Waggish

David Auerbach on literature, tech, film, etc.

Month: June 2010 (page 1 of 2)

Keith Thomas on Research and Notetaking

Keith Thomas wrote, among other things, Religion and the Decline of Magic, which, like all his books, is a monstrous, almost Robert Burton-ish, tome of obscure facts carefully arranged. I found his reflections on his working methods to be touching and, I think, humble:

When I go to libraries or archives, I make notes in a continuous form on sheets of paper, entering the page number and abbreviated title of the source opposite each excerpted passage. When I get home, I copy the bibliographical details of the works I have consulted into an alphabeticised index book, so that I can cite them in my footnotes. I then cut up each sheet with a pair of scissors. The resulting fragments are of varying size, depending on the length of the passage transcribed. These sliced-up pieces of paper pile up on the floor. Periodically, I file them away in old envelopes, devoting a separate envelope to each topic. Along with them go newspaper cuttings, lists of relevant books and articles yet to be read, and notes on anything else which might be helpful when it comes to thinking about the topic more analytically. If the notes on a particular topic are especially voluminous, I put them in a box file or a cardboard container or a drawer in a desk. I also keep an index of the topics on which I have an envelope or a file. The envelopes run into thousands.

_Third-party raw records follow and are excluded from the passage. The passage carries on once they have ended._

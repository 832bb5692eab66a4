use std::collections::HashSet;
use std::path::{Path, PathBuf};

use reqwest::StatusCode;
use serde_json::Value;
use tracing::{info, warn};

use crate::config::{TRADE_MAX_OFFSET, TRADE_PAGE_LIMIT};
use crate::db::{TradeDb, TradeSource};
use crate::error::{AppError, Result};
use crate::fetcher::{market_from_slug_payload, RestClient};
use crate::normalize::rest_trade;
use crate::sink::write_rows;
use crate::types::{Market, Side, Trade};

/// Raw records for one query plus whether the listing was exhausted before the offset cap.
struct Paged {
    records: Vec<Value>,
    complete: bool,
}

async fn fetch_paged(client: &RestClient, condition_id: &str, side: Option<Side>) -> Result<Paged> {
    let mut records = Vec::new();
    let mut offset = 0usize;
    loop {
        let mut query = vec![
            ("market", condition_id.to_string()),
            ("limit", TRADE_PAGE_LIMIT.to_string()),
            ("offset", offset.to_string()),
        ];
        if let Some(side) = side {
            query.push(("side", side.as_str().to_string()));
        }

        let page = match client.get_data("/trades", &query).await {
            Ok(Value::Array(items)) => items,
            Ok(_) => {
                return Err(AppError::Bootstrap("Data API /trades response was not an array".to_string()))
            }
            // The provider answers 400 once offset + limit crosses its cap.
            Err(AppError::Http(e)) if offset > 0 && e.status() == Some(StatusCode::BAD_REQUEST) => {
                return Ok(Paged { records, complete: false });
            }
            Err(e) => return Err(e),
        };

        let n = page.len();
        records.extend(page);
        if n < TRADE_PAGE_LIMIT {
            return Ok(Paged { records, complete: true });
        }
        offset += TRADE_PAGE_LIMIT;
        if offset > TRADE_MAX_OFFSET {
            return Ok(Paged { records, complete: false });
        }
    }
}

/// Full REST history for a condition id, normalized and de-duplicated on `dedupe_key`.
///
/// When the unfiltered listing hits the offset cap it is re-queried per side, which roughly
/// doubles how far back the Data API will page.
pub async fn fetch_trade_history(client: &RestClient, market: &Market) -> Result<Vec<Trade>> {
    let first = fetch_paged(client, &market.condition_id, None).await?;
    let mut raw = first.records;

    if !first.complete {
        warn!(
            market = %market.slug,
            records = raw.len(),
            "Trade history hit the offset cap; splitting by side"
        );
        for side in [Side::Buy, Side::Sell] {
            let split = fetch_paged(client, &market.condition_id, Some(side)).await?;
            if !split.complete {
                warn!(market = %market.slug, %side, "Per-side history still truncated");
            }
            raw.extend(split.records);
        }
    }

    let mut seen = HashSet::new();
    let mut trades: Vec<Trade> = raw
        .iter()
        .filter_map(|r| rest_trade(r, market))
        .filter(|t| seen.insert(t.dedupe_key.clone()))
        .collect();
    trades.sort_by(|a, b| {
        a.trade_timestamp
            .cmp(&b.trade_timestamp)
            .then_with(|| a.transaction_hash.cmp(&b.transaction_hash))
    });
    Ok(trades)
}

pub fn history_csv_path(output_dir: &Path, slug: &str) -> PathBuf {
    output_dir.join("history").join(format!("trades_{slug}.csv"))
}

/// `history --slug`: resolve the market, pull its REST history, write the CSV and
/// optionally store it.
pub async fn run_history(
    client: &RestClient,
    slug: &str,
    output_dir: &Path,
    db: Option<&TradeDb>,
) -> Result<PathBuf> {
    let raw = client.fetch_market_by_slug(slug).await?;
    let market = market_from_slug_payload(&raw)?;
    info!(market = %market.slug, condition_id = %market.condition_id, "Fetching trade history");

    let trades = fetch_trade_history(client, &market).await?;
    let path = history_csv_path(output_dir, &market.slug);
    write_rows(&path, &trades)?;
    info!(market = %market.slug, trades = trades.len(), path = %path.display(), "History written");

    if let Some(db) = db {
        let inserted = db.insert_trades(&trades, TradeSource::Rest).await?;
        info!(market = %market.slug, inserted, "History stored");
    }
    Ok(path)
}

#[cfg(test)]
mod tests {
    use super::*;
    use crate::rate_limit::RateLimiter;
    use axum::{extract::Query, http::StatusCode as AxumStatus, routing::get, Json, Router};
    use serde_json::json;
    use std::collections::HashMap;
    use std::time::Duration;

    fn gamma_market() -> Value {
        json!({
            "slug": "btc-updown-5m-1771211700",
            "conditionId": "0xcond",
            "clobTokenIds": "[\"77\", \"78\"]",
            "outcomes": "[\"Up\", \"Down\"]",
            "endDate": "2026-02-16T03:20:00Z",
            "events": [{"id": 9001, "seriesSlug": "btc-up-or-down-5m"}],
        })
    }

    fn record(i: usize, side: &str) -> Value {
        json!({
            "timestamp": 1771211700 + i as u64,
            "size": 2.0,
            "price": 0.25,
            "side": side,
            "outcome": "Up",
            "asset": "77",
            "proxyWallet": "0xw",
            "transactionHash": format!("0x{i:04x}{side}"),
        })
    }

    /// Data API stand-in: `total` records, at most 1000 per page, 400 past offset 3000.
    async fn trades(
        Query(q): Query<HashMap<String, String>>,
        total: usize,
    ) -> std::result::Result<Json<Value>, AxumStatus> {
        let offset: usize = q.get("offset").and_then(|v| v.parse().ok()).unwrap_or(0);
        if offset > 3000 {
            return Err(AxumStatus::BAD_REQUEST);
        }
        let side = q.get("side").cloned();
        let count = match side.as_deref() {
            Some(_) => total / 2,
            None => total,
        };
        let end = count.min(offset + 1000);
        let page: Vec<Value> = (offset..end)
            .map(|i| match side.as_deref() {
                Some(s) => record(i, s),
                None => record(i, if i % 2 == 0 { "BUY" } else { "SELL" }),
            })
            .collect();
        Ok(Json(Value::Array(page)))
    }

    async fn serve(total: usize) -> String {
        let router = Router::new()
            .route("/markets", get(|| async { Json(json!([gamma_market()])) }))
            .route("/trades", get(move |q: Query<HashMap<String, String>>| trades(q, total)));
        let listener = tokio::net::TcpListener::bind("127.0.0.1:0").await.unwrap();
        let addr = listener.local_addr().unwrap();
        tokio::spawn(async move {
            axum::serve(listener, router).await.unwrap();
        });
        format!("http://{addr}")
    }

    fn client(url: &str) -> RestClient {
        RestClient::with_urls(url, url, Duration::from_secs(2), 1)
            .unwrap()
            .with_limiter(RateLimiter::new(Duration::ZERO))
    }

    #[tokio::test]
    async fn pages_until_short_page() {
        let url = serve(1500).await;
        let market = market_from_slug_payload(&gamma_market()).unwrap();
        let trades = fetch_trade_history(&client(&url), &market).await.unwrap();
        assert_eq!(trades.len(), 1500);
        assert!(trades.windows(2).all(|w| w[0].trade_timestamp <= w[1].trade_timestamp));
        let t = &trades[0];
        assert_eq!(t.notional, Some(0.5));
        assert_eq!(t.market_slug, "btc-updown-5m-1771211700");
    }

    #[tokio::test]
    async fn capped_listing_is_split_by_side() {
        let url = serve(6000).await;
        let market = market_from_slug_payload(&gamma_market()).unwrap();
        let trades = fetch_trade_history(&client(&url), &market).await.unwrap();
        // 4000 unfiltered, plus 3000 per side with distinct hashes; overlaps collapse.
        let keys: HashSet<_> = trades.iter().map(|t| t.dedupe_key.clone()).collect();
        assert_eq!(keys.len(), trades.len());
        assert!(trades.len() > 4000);
        assert!(trades.iter().any(|t| t.side == Side::Sell));
    }

    #[tokio::test]
    async fn run_history_writes_csv() {
        let url = serve(3).await;
        let dir = tempfile::tempdir().unwrap();
        let path = run_history(&client(&url), "btc-updown-5m-1771211700", dir.path(), None)
            .await
            .unwrap();
        assert_eq!(path, dir.path().join("history/trades_btc-updown-5m-1771211700.csv"));
        let text = std::fs::read_to_string(path).unwrap();
        assert_eq!(text.lines().count(), 4);
        assert!(text.starts_with("market_slug,window_start_ts"));
    }
}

The truth is that I have become something of a dinosaur. Nowadays, researchers don’t need to read early printed books laboriously from cover to cover. They have only to type a chosen word into the appropriate database to discover all the references to the topic they are pursuing. I try to console myself with the reflection that they will be less sensitive to the context of what they find and that they will certainly not make the unexpected discoveries which come from serendipity. But the sad truth is that much of what it has taken me a lifetime to build up by painful accumulation can now be achieved by a moderately diligent student in the course of a morning. Moreover, today’s historians don’t make notes on pieces of paper. They have computer programs for filing and indexing. Even as I write, an email message informs me that ‘wiki software can be used to develop a personal research knowledge base.’ My methods are in no way an advance on those of Burckhardt and now appear impossibly archaic. But it is far too late to think of transferring this accumulation onto some electronic database. When I look at my cellar, stuffed with cardboard boxes and dog-eared folders, and littered with loose slips which have broken free from overstuffed envelopes, I envy my colleagues who travel light, with their laptops and digital cameras. But, as Gibbon said, where error is irreparable, repentance is useless.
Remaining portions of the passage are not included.